FEATURE IN THE ART INSIGHT: MAKING ROOM FOR THE UNSPOKEN

L. Scooter Morris’s paintings don’t just hang—they press forward. They reach into your space, ask things of you. Built with rough textures, shifting surfaces, and sculpted layers, her works are less about visuals and more about experience. Morris calls herself a sensory illusionist, and it’s easy to see why. Her pieces invite movement, contemplation, and touch. They’re not passive objects; they’re invitations.

What motivates her isn’t polish or perfection. It’s the need to tell the truth—especially the hard, uncomfortable kind. Morris’s work opens space to sit with contradiction, with what we’ve buried, ignored, or rewritten. Her goal isn’t to simplify. It’s to reflect. Her “Sculpted Paintings” aren’t meant to soothe. They’re meant to hold space for doubt, history, and what comes next.

We Are The People (2025)
Acrylic and Mixed Media, 60” x 48”

This painting lays it out plainly. Using pieces of the U.S. founding documents as actual material, Morris layers them into the surface. The result isn’t clean or reverent. It’s frayed, painted over, weathered. The Constitution and the Declaration don’t sit untouched—they’re part of the work’s structure, tangled into the medium like a memory that won’t sit still.

She doesn’t treat the documents as relics. Instead, they’re treated like working material—ideas meant to be tested, revisited, and re-examined. Some of the words remain visible, others are partially lost under thick strokes. That unevenness feels deliberate. Morris seems to be asking: What are we really holding onto?
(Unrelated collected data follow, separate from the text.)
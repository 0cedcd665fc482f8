use thiserror::Error;

pub type Result<T> = std::result::Result<T, IhcError>;

/// Why a `compute_ihc` call produced no usable answer.
#[derive(Debug, Error)]
pub enum IhcError {
    #[error("Scorer did not answer within the request timeout")]
    Timeout,

    #[error("Network error: {0}")]
    Network(String),

    #[error("Scorer returned HTTP {status}: {body}")]
    Api { status: u16, body: String },

    #[error("Could not decode scorer response: {0}")]
    Parse(#[from] serde_json::Error),

    #[error("Unexpected response shape: {0}")]
    Protocol(String),
}

impl IhcError {
    /// HTTP status of the failed call, when the scorer answered at all.
    pub fn status(&self) -> Option<u16> {
        match self {
            IhcError::Api { status, .. } => Some(*status),
            _ => None,
        }
    }
}

impl From<reqwest::Error> for IhcError {
    fn from(err: reqwest::Error) -> Self {
        if err.is_timeout() {
            IhcError::Timeout
        } else {
            IhcError::Network(err.to_string())
        }
    }
}
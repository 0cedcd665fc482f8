//! Journey extraction: the three source record sets for a date window.

use std::collections::BTreeSet;
use std::fmt;

use chrono::NaiveDate;
use tracing::info;

use crate::error::PipelineError;
use crate::store::AttributionStore;
use crate::types::{Conversion, SessionCost, SessionTouch};

/// Inclusive date range of conversions to attribute.
#[derive(Debug, Clone, Copy, PartialEq, Eq)]
pub struct DateWindow {
    pub start: NaiveDate,
    pub end: NaiveDate,
}

impl fmt::Display for DateWindow {
    fn fmt(&self, f: &mut fmt::Formatter<'_>) -> fmt::Result {
        write!(f, "{}..={}", self.start, self.end)
    }
}

#[derive(Debug, Clone, Default, PartialEq)]
pub struct ExtractedData {
    pub conversions: Vec<Conversion>,
    pub touches: Vec<SessionTouch>,
    pub costs: Vec<SessionCost>,
}

impl ExtractedData {
    /// Distinct conversion ids, ascending.
    pub fn conversion_ids(&self) -> Vec<String> {
        distinct(self.conversions.iter().map(|c| c.conversion_id.as_str()))
    }
}

/// Read conversions in `window`, every touch of their users, and the costs of
/// those touches. Any store error is fatal for the run.
pub async fn extract(
    store: &dyn AttributionStore,
    window: &DateWindow,
) -> Result<ExtractedData, PipelineError> {
    let conversions = store
        .conversions_between(window.start, window.end)
        .await
        .map_err(PipelineError::Extraction)?;

    if conversions.is_empty() {
        info!(window = %window, "No conversions in window");
        return Ok(ExtractedData::default());
    }

    let user_ids = distinct(conversions.iter().map(|c| c.user_id.as_str()));
    let touches = store
        .session_touches_for_users(&user_ids)
        .await
        .map_err(PipelineError::Extraction)?;

    let costs = if touches.is_empty() {
        Vec::new()
    } else {
        let session_ids = distinct(touches.iter().map(|t| t.session_id.as_str()));
        store
            .session_costs_for_sessions(&session_ids)
            .await
            .map_err(PipelineError::Extraction)?
    };

    info!(
        window = %window,
        conversions = conversions.len(),
        users = user_ids.len(),
        touches = touches.len(),
        costs = costs.len(),
        "Extracted source data"
    );

    Ok(ExtractedData {
        conversions,
        touches,
        costs,
    })
}

fn distinct<'a>(ids: impl Iterator<Item = &'a str>) -> Vec<String> {
    ids.collect::<BTreeSet<_>>()
        .into_iter()
        .map(str::to_string)
        .collect()
}
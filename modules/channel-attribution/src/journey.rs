//! Journey construction: conversions joined to the touches that led to them.

use crate::grouping::group_by_key;
use crate::types::{Conversion, JourneyTouchpoint, SessionTouch, TIMESTAMP_FORMAT};

/// Build the touchpoint set for every conversion.
///
/// A touch belongs to a conversion when it comes from the same user and
/// happened at or before the conversion time. Conversions left with no touch
/// are dropped; a journey with a single touch is kept.
///
/// Output is grouped by conversion_id (ascending). Inside a journey, touches
/// are ordered by `(event_timestamp, session_id)` and the latest touch is
/// flagged as the converting one. When several touches share the latest
/// timestamp the lowest session_id wins.
pub fn build_journeys(
    conversions: &[Conversion],
    touches: &[SessionTouch],
) -> Vec<JourneyTouchpoint> {
    let touches_by_user = group_by_key(touches.iter(), |t| t.user_id.as_str());

    let mut pairs: Vec<(&Conversion, &SessionTouch)> = Vec::new();
    for conversion in conversions {
        let cutoff = conversion.conv_timestamp();
        let Some(user_touches) = touches_by_user.get(conversion.user_id.as_str()) else {
            continue;
        };
        pairs.extend(
            user_touches
                .iter()
                .filter(|t| t.event_timestamp() <= cutoff)
                .map(|t| (conversion, *t)),
        );
    }

    group_by_key(pairs, |(c, _)| c.conversion_id.clone())
        .into_iter()
        .flat_map(|(conversion_id, pairs)| {
            let touches = pairs.into_iter().map(|(_, t)| t).collect();
            journey_touchpoints(&conversion_id, touches)
        })
        .collect()
}

fn journey_touchpoints(conversion_id: &str, mut touches: Vec<&SessionTouch>) -> Vec<JourneyTouchpoint> {
    touches.sort_by(|a, b| {
        a.event_timestamp()
            .cmp(&b.event_timestamp())
            .then_with(|| a.session_id.cmp(&b.session_id))
    });

    let Some(last) = touches.last() else {
        return Vec::new();
    };
    let latest = last.event_timestamp();
    let terminal = touches
        .iter()
        .position(|t| t.event_timestamp() == latest)
        .unwrap_or(touches.len() - 1);

    touches
        .into_iter()
        .enumerate()
        .map(|(i, t)| JourneyTouchpoint {
            conversion_id: conversion_id.to_string(),
            session_id: t.session_id.clone(),
            timestamp: t.event_timestamp().format(TIMESTAMP_FORMAT).to_string(),
            channel_label: t.channel_name.clone(),
            holder_engagement: t.holder_engagement,
            closer_engagement: t.closer_engagement,
            conversion: i == terminal,
            impression_interaction: t.impression_interaction,
        })
        .collect()
}
use std::process::ExitCode;
use std::sync::Arc;

use anyhow::Result;
use chrono::NaiveDate;
use clap::Parser;
use sqlx::postgres::PgPoolOptions;
use tracing::{error, info};
use tracing_subscriber::EnvFilter;

use channel_attribution::{PgAttributionStore, Pipeline, PipelineConfig, RunStatus};
use ihc_client::IhcClient;

#[derive(Parser)]
#[command(name = "attribution")]
#[command(about = "Score customer journeys with IHC and refresh the channel report")]
struct Cli {
    /// First conversion date to attribute (overrides START_DATE)
    #[arg(long)]
    start_date: Option<NaiveDate>,

    /// Last conversion date to attribute (overrides END_DATE)
    #[arg(long)]
    end_date: Option<NaiveDate>,

    /// Create the schema and tables before running
    #[arg(long)]
    migrate: bool,
}

#[tokio::main]
async fn main() -> ExitCode {
    if let Err(e) = init_tracing() {
        eprintln!("Error: {e:#}");
        return ExitCode::from(1);
    }

    match run(Cli::parse()).await {
        Ok(RunStatus::Succeeded) => ExitCode::SUCCESS,
        Ok(RunStatus::PartiallySucceeded) => ExitCode::from(2),
        Err(e) => {
            error!("Attribution run failed: {e:#}");
            ExitCode::from(1)
        }
    }
}

fn init_tracing() -> Result<()> {
    let filter = EnvFilter::from_default_env()
        .add_directive("channel_attribution=info".parse()?)
        .add_directive("ihc_client=info".parse()?);
    tracing_subscriber::fmt().with_env_filter(filter).init();
    Ok(())
}

async fn run(cli: Cli) -> Result<RunStatus> {
    info!("Channel attribution starting...");

    let mut overrides = Vec::new();
    if let Some(start) = cli.start_date {
        overrides.push(("START_DATE", start.to_string()));
    }
    if let Some(end) = cli.end_date {
        overrides.push(("END_DATE", end.to_string()));
    }
    let config = PipelineConfig::from_env(&overrides)?;

    let pool = PgPoolOptions::new()
        .max_connections(config.run.scoring_concurrency as u32 + 1)
        .connect(&config.database_url)
        .await?;
    let store = PgAttributionStore::new(pool, &config.db_schema)?;

    if cli.migrate {
        store.migrate().await?;
    }

    let scorer = IhcClient::new(
        &config.scorer.base_url,
        &config.scorer.api_key,
        &config.scorer.conv_type_id,
        config.scorer.timeout,
    )?;

    let pipeline = Pipeline::new(Arc::new(store), Arc::new(scorer), config.run);
    let report = pipeline.run().await?;

    info!(
        run_id = report.run_id.as_str(),
        conversions = report.conversions,
        touchpoints = report.touchpoints,
        batches = report.batches.len(),
        report_rows = report.report.rows.len(),
        warnings = report.warnings.len(),
        "Run summary"
    );

    Ok(report.status)
}
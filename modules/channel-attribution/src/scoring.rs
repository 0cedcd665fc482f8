//! Scoring: submit batches to the attribution scorer and persist the results.

use std::collections::HashSet;

use async_trait::async_trait;
use ihc_client::{IhcClient, IhcError, IhcResponse, IhcScore};
use tracing::{info, warn};

use crate::batch::Batch;
use crate::store::{AttributionStore, UpsertSummary};
use crate::types::AttributionScore;

/// The external scorer, seen as a function over one batch.
#[async_trait]
pub trait AttributionScorer: Send + Sync {
    async fn score(&self, batch: &Batch) -> Result<IhcResponse, IhcError>;
}

#[async_trait]
impl AttributionScorer for IhcClient {
    async fn score(&self, batch: &Batch) -> Result<IhcResponse, IhcError> {
        self.compute_ihc(&batch.touchpoints).await
    }
}

// ---------------------------------------------------------------------------
// Outcomes
// ---------------------------------------------------------------------------

#[derive(Debug, Clone, PartialEq)]
pub struct BatchOutcome {
    pub index: usize,
    pub conversions: usize,
    pub touchpoints: usize,
    pub status: BatchStatus,
}

#[derive(Debug, Clone, PartialEq)]
pub enum BatchStatus {
    /// Scores were accepted and written. Row-level write failures, if any,
    /// are listed in the summary.
    Scored { summary: UpsertSummary },
    /// The scorer reported rejected records. Nothing was written.
    Rejected { reasons: Vec<String> },
    /// Transport, protocol or store failure. Nothing was written and the
    /// batch can be retried by re-running the window.
    Failed { error: String },
}

impl BatchOutcome {
    /// True when every score for this batch reached the store.
    pub fn is_clean(&self) -> bool {
        matches!(&self.status, BatchStatus::Scored { summary } if summary.is_clean())
    }
}

// ---------------------------------------------------------------------------
// Scoring a batch
// ---------------------------------------------------------------------------

/// Score one batch and upsert its scores.
///
/// Never fails: every problem is folded into the returned outcome so one
/// batch cannot stop its siblings.
pub async fn score_batch(
    store: &dyn AttributionStore,
    scorer: &dyn AttributionScorer,
    index: usize,
    batch: &Batch,
) -> BatchOutcome {
    let outcome = |status| BatchOutcome {
        index,
        conversions: batch.conversion_ids().len(),
        touchpoints: batch.len(),
        status,
    };

    let scores = match scorer.score(batch).await {
        Ok(IhcResponse::Scored { status_code, scores }) => {
            info!(batch = index, status_code, scores = scores.len(), "Batch scored");
            scores
        }
        Ok(IhcResponse::PartialFailure { errors }) => {
            let reasons: Vec<String> = errors.into_iter().map(|e| e.message).collect();
            warn!(batch = index, ?reasons, "Scorer reported partial failure, batch not written");
            return outcome(BatchStatus::Rejected { reasons });
        }
        Err(e) => {
            warn!(batch = index, error = %e, status = ?e.status(), "Scoring request failed");
            return outcome(BatchStatus::Failed {
                error: e.to_string(),
            });
        }
    };

    let scores = match validate_scores(batch, scores) {
        Ok(scores) => scores,
        Err(e) => {
            warn!(batch = index, error = %e, "Scorer returned invalid scores, batch not written");
            return outcome(BatchStatus::Failed { error: e });
        }
    };

    match store.upsert_scores(&scores).await {
        Ok(summary) => {
            if !summary.is_clean() {
                warn!(
                    batch = index,
                    written = summary.written,
                    failed = summary.failures.len(),
                    "Some attribution scores were not saved"
                );
            }
            outcome(BatchStatus::Scored { summary })
        }
        Err(e) => {
            warn!(batch = index, error = %e, "Saving attribution scores failed");
            outcome(BatchStatus::Failed {
                error: format!("{e:#}"),
            })
        }
    }
}

/// Check scorer output against the submitted batch.
///
/// Every score must name a touchpoint from the batch, carry finite weights,
/// and have `ihc` within `[0, 1]`. One bad score rejects the whole batch.
pub fn validate_scores(batch: &Batch, scores: Vec<IhcScore>) -> Result<Vec<AttributionScore>, String> {
    let submitted = batch.submitted_pairs();
    let mut seen: HashSet<(&str, &str)> = HashSet::with_capacity(scores.len());

    for score in &scores {
        let pair = (score.conversion_id.as_str(), score.session_id.as_str());
        if !submitted.contains(&pair) {
            return Err(format!(
                "score for {}/{} does not match any submitted touchpoint",
                score.conversion_id, score.session_id
            ));
        }
        let weights = [score.initializer, score.holder, score.closer, score.ihc];
        if weights.iter().any(|w| !w.is_finite()) {
            return Err(format!(
                "score for {}/{} has a non-finite weight",
                score.conversion_id, score.session_id
            ));
        }
        if !(0.0..=1.0).contains(&score.ihc) {
            return Err(format!(
                "score for {}/{} has ihc {} outside [0, 1]",
                score.conversion_id, score.session_id, score.ihc
            ));
        }
        if !seen.insert(pair) {
            return Err(format!(
                "duplicate score for {}/{}",
                score.conversion_id, score.session_id
            ));
        }
    }

    Ok(scores.into_iter().map(AttributionScore::from).collect())
}
use serde::{Deserialize, Serialize};

/// Body of a `compute_ihc` request. Journeys are serialized as-is, so the
/// caller decides the record shape.
#[derive(Debug, Clone, Serialize)]
pub struct ComputeIhcRequest<'a, T> {
    pub customer_journeys: &'a [T],
}

/// Per-touchpoint attribution returned by the scorer.
#[derive(Debug, Clone, PartialEq, Serialize, Deserialize)]
pub struct IhcScore {
    pub conversion_id: String,
    pub session_id: String,
    pub initializer: f64,
    pub holder: f64,
    pub closer: f64,
    pub ihc: f64,
}

/// Raw response envelope. Both shapes share one struct because the API does
/// not tag them.
#[derive(Debug, Deserialize)]
pub(crate) struct ResponseEnvelope {
    #[serde(rename = "statusCode")]
    pub status_code: Option<u16>,
    pub value: Option<Vec<IhcScore>>,
    #[serde(rename = "partialFailureErrors")]
    pub partial_failure_errors: Option<Vec<serde_json::Value>>,
}

/// Decoded outcome of a scoring call.
#[derive(Debug, Clone, PartialEq)]
pub enum IhcResponse {
    /// Every journey in the request was scored.
    Scored { status_code: u16, scores: Vec<IhcScore> },
    /// The scorer rejected some records. It does not say which of the rest
    /// succeeded, so callers should treat the whole request as unscored.
    PartialFailure { errors: Vec<PartialFailureError> },
}

/// One reason reported in `partialFailureErrors`. The API leaves the
/// structure open; the raw value is kept alongside a printable message.
#[derive(Debug, Clone, PartialEq)]
pub struct PartialFailureError {
    pub message: String,
    pub raw: serde_json::Value,
}

impl From<serde_json::Value> for PartialFailureError {
    fn from(raw: serde_json::Value) -> Self {
        let message = match &raw {
            serde_json::Value::String(s) => s.clone(),
            serde_json::Value::Object(map) => map
                .get("message")
                .or_else(|| map.get("error"))
                .and_then(|v| v.as_str())
                .map(str::to_string)
                .unwrap_or_else(|| raw.to_string()),
            other => other.to_string(),
        };
        Self { message, raw }
    }
}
There’s no nostalgia here. The phrase “We the People” becomes a question more than a declaration. Who counts? Who’s been left out? Who’s still waiting to be heard? The painting doesn’t answer. It holds the discomfort of not knowing.

ART MUSE EXPRESS ARTICLE: ART THAT ASKS THE BIGGER QUESTIONS

BY SERAPHINA CALDER

L. Scooter Morris doesn’t create work that stays on the wall. It reaches out—visually, emotionally, and even physically. She calls herself a sensory illusionist, and it fits. Her “Sculpted Paintings” are built from mixed media and layered surfaces that invite you to move around them, not just look at them. These aren’t decorative pieces. They’re charged with tension—the kind that lives between what’s happening and what’s underneath.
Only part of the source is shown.